● **Task requirements**
Filter the data for "DispatchResult" and copy matching lines.

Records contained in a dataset
- - -

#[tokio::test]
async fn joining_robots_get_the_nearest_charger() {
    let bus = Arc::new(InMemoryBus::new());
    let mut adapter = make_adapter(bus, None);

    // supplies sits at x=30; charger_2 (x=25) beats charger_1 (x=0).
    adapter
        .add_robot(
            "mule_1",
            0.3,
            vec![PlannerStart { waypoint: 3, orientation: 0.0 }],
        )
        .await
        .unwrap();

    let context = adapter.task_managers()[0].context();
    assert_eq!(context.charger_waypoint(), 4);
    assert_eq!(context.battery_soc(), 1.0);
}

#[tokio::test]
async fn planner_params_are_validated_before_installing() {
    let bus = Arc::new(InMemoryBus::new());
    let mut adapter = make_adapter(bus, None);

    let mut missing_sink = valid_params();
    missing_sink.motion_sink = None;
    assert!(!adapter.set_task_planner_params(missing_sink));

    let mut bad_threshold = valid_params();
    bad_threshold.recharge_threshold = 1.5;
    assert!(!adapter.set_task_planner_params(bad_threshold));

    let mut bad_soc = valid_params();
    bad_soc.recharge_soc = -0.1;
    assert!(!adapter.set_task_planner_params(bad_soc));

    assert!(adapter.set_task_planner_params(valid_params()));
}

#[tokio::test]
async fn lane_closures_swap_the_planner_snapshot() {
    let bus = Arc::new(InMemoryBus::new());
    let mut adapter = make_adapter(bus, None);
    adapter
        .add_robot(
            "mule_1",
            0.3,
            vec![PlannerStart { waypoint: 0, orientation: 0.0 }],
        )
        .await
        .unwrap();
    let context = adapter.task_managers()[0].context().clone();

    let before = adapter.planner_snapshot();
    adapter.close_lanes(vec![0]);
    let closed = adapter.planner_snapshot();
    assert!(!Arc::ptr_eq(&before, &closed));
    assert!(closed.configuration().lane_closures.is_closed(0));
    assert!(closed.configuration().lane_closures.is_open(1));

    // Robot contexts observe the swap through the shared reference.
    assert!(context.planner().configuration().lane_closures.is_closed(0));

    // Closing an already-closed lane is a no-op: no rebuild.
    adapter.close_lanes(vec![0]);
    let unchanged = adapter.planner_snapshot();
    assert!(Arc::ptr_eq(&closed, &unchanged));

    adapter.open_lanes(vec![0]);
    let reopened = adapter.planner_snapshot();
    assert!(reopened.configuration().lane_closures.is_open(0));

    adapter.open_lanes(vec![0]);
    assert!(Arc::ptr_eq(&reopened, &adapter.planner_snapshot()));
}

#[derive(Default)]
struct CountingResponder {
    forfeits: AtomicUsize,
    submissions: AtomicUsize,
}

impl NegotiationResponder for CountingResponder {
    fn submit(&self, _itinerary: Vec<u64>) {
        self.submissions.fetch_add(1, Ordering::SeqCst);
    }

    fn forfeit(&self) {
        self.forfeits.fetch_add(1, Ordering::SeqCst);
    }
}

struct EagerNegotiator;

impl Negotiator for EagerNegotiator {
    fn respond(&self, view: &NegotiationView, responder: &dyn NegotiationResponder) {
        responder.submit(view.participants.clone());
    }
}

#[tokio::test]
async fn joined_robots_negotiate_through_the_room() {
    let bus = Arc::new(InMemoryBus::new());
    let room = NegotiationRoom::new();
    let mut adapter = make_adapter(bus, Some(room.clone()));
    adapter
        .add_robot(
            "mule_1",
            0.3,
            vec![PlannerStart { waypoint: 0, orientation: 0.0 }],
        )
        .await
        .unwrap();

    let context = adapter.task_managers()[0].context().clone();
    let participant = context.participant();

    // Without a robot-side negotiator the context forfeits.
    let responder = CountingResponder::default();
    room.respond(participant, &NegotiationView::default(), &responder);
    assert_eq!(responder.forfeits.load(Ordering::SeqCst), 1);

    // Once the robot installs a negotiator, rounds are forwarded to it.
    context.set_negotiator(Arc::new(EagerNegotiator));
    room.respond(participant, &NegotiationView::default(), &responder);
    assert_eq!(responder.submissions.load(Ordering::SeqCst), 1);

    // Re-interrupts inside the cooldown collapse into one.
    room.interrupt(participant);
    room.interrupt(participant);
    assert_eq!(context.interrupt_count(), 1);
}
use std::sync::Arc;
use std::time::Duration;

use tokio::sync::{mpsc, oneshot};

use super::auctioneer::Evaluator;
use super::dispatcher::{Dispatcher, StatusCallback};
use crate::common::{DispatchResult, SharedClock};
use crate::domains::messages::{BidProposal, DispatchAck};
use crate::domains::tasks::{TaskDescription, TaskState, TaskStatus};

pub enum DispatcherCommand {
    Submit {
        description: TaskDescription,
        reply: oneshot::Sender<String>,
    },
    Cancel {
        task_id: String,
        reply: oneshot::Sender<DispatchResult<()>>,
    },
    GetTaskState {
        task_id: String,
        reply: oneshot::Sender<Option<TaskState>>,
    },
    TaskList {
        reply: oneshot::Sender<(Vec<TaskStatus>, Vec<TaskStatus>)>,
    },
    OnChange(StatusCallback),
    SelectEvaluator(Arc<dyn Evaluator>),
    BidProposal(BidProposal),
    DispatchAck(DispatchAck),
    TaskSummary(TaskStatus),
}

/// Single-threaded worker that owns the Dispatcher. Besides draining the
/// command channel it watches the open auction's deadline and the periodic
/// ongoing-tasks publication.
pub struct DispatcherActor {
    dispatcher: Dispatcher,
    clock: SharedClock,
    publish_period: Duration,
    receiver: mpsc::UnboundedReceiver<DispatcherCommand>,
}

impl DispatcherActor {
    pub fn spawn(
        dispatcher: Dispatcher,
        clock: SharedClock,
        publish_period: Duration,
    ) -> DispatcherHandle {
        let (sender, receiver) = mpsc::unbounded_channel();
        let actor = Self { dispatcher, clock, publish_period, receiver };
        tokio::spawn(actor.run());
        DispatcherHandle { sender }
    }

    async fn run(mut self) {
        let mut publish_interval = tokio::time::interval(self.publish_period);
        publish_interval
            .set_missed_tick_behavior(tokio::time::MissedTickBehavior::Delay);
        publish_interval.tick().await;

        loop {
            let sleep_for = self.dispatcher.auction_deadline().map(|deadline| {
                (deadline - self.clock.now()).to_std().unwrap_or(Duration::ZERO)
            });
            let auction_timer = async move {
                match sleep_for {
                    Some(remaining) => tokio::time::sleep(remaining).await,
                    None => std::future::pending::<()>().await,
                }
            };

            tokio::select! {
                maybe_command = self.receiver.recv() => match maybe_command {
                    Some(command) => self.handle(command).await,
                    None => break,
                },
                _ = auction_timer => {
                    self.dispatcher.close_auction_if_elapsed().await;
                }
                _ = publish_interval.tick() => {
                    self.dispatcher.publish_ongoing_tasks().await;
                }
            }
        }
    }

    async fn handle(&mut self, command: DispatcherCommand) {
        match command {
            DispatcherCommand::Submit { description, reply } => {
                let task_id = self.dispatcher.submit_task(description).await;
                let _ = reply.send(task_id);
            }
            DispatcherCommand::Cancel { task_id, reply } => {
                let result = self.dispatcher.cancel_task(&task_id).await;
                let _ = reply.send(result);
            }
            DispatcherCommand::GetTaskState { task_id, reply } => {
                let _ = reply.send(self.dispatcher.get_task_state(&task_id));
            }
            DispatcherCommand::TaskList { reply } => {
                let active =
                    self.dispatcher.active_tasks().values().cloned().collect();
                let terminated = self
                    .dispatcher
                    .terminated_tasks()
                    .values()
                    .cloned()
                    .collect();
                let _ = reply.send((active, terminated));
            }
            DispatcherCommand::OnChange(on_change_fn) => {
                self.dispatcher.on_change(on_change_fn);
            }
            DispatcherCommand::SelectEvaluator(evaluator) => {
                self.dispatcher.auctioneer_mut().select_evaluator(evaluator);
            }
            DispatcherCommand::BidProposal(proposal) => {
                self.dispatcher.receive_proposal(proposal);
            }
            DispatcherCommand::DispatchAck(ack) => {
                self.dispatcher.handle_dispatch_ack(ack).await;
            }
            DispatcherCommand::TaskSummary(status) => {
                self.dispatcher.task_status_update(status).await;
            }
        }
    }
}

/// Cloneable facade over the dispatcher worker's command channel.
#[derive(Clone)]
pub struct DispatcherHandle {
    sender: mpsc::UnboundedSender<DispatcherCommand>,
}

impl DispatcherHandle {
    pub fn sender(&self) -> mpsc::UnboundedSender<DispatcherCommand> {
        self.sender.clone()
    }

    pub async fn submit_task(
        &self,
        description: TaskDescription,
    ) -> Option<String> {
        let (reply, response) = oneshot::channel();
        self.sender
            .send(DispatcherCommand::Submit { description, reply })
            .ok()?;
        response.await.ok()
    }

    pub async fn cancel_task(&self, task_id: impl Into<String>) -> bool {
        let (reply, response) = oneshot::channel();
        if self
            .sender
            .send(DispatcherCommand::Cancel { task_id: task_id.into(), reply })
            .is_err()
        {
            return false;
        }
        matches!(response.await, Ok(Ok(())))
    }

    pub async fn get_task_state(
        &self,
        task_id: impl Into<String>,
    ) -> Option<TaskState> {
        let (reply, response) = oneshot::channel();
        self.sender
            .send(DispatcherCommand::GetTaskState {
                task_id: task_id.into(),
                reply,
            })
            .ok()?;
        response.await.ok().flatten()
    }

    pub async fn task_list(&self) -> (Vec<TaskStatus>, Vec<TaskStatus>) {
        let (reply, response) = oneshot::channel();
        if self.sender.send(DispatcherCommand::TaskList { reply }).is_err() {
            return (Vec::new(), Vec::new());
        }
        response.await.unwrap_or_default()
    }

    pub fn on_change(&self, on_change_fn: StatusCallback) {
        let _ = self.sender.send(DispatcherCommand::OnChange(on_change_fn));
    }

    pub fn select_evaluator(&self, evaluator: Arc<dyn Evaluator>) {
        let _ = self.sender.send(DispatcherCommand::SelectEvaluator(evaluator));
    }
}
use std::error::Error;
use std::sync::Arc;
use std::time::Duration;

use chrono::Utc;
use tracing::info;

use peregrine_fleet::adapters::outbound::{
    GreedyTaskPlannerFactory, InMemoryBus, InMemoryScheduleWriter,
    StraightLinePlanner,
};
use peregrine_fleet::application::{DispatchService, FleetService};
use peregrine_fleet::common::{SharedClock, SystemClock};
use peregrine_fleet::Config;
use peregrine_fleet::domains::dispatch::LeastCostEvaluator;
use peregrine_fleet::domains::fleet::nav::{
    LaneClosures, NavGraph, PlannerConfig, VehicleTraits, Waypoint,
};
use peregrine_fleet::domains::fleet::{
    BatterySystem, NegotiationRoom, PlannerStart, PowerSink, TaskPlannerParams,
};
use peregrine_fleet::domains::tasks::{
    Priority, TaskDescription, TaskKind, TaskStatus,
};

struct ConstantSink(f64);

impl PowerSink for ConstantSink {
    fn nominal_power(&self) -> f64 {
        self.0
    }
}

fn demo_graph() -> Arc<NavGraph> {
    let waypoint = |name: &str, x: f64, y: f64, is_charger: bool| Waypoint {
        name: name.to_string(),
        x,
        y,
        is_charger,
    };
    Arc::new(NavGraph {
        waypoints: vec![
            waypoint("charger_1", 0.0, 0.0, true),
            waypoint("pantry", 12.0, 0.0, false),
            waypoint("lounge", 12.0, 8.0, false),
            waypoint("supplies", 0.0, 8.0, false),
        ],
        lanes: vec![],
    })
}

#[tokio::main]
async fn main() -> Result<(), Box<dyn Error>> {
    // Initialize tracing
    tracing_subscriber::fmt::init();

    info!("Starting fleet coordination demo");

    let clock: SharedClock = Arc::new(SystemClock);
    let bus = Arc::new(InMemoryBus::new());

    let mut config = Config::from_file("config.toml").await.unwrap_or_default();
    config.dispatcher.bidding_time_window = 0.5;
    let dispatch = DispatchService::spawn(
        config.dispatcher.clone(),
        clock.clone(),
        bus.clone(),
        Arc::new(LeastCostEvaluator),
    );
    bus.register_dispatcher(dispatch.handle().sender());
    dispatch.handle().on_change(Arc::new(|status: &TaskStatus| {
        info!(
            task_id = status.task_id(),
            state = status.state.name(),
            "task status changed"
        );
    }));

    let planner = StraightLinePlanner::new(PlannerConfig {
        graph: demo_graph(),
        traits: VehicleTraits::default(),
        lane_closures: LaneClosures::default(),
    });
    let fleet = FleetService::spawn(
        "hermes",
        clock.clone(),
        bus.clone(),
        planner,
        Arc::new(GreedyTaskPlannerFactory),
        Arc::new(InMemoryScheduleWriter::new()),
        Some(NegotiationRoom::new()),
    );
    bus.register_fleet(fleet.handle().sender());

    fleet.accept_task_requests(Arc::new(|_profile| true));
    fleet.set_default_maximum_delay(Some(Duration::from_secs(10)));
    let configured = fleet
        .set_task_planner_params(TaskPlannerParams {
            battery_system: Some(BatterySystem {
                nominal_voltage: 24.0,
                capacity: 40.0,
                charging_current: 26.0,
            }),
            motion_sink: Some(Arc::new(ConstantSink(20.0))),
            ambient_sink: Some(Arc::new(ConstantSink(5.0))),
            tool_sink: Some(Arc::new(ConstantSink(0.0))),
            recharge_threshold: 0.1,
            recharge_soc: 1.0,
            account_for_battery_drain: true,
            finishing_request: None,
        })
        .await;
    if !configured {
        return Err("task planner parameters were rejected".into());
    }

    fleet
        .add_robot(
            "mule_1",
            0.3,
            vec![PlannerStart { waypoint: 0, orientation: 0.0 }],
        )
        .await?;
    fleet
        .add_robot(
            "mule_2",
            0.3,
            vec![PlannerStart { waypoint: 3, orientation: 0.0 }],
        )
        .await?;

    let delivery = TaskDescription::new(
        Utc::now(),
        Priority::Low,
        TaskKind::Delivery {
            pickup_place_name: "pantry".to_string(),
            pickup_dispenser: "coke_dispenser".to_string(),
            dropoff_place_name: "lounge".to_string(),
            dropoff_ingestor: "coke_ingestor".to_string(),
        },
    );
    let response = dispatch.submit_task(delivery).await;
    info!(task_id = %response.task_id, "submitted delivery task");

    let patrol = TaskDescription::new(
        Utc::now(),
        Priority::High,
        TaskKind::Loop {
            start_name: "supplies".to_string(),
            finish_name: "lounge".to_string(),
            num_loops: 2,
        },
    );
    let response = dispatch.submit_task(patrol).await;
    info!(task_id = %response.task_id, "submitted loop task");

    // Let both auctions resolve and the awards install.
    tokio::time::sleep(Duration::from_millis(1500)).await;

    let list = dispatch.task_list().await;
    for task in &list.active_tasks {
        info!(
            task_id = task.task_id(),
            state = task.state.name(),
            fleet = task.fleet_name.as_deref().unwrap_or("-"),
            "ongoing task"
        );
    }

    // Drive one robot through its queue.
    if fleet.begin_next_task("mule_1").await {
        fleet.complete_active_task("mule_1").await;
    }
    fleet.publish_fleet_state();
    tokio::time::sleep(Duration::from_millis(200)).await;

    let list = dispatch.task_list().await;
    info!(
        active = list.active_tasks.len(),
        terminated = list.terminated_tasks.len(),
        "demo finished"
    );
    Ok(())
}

- - -

● **Reply to the task**
use crate::common::{DispatchResult, SharedClock};
        reply: oneshot::Sender<DispatchResult<()>>,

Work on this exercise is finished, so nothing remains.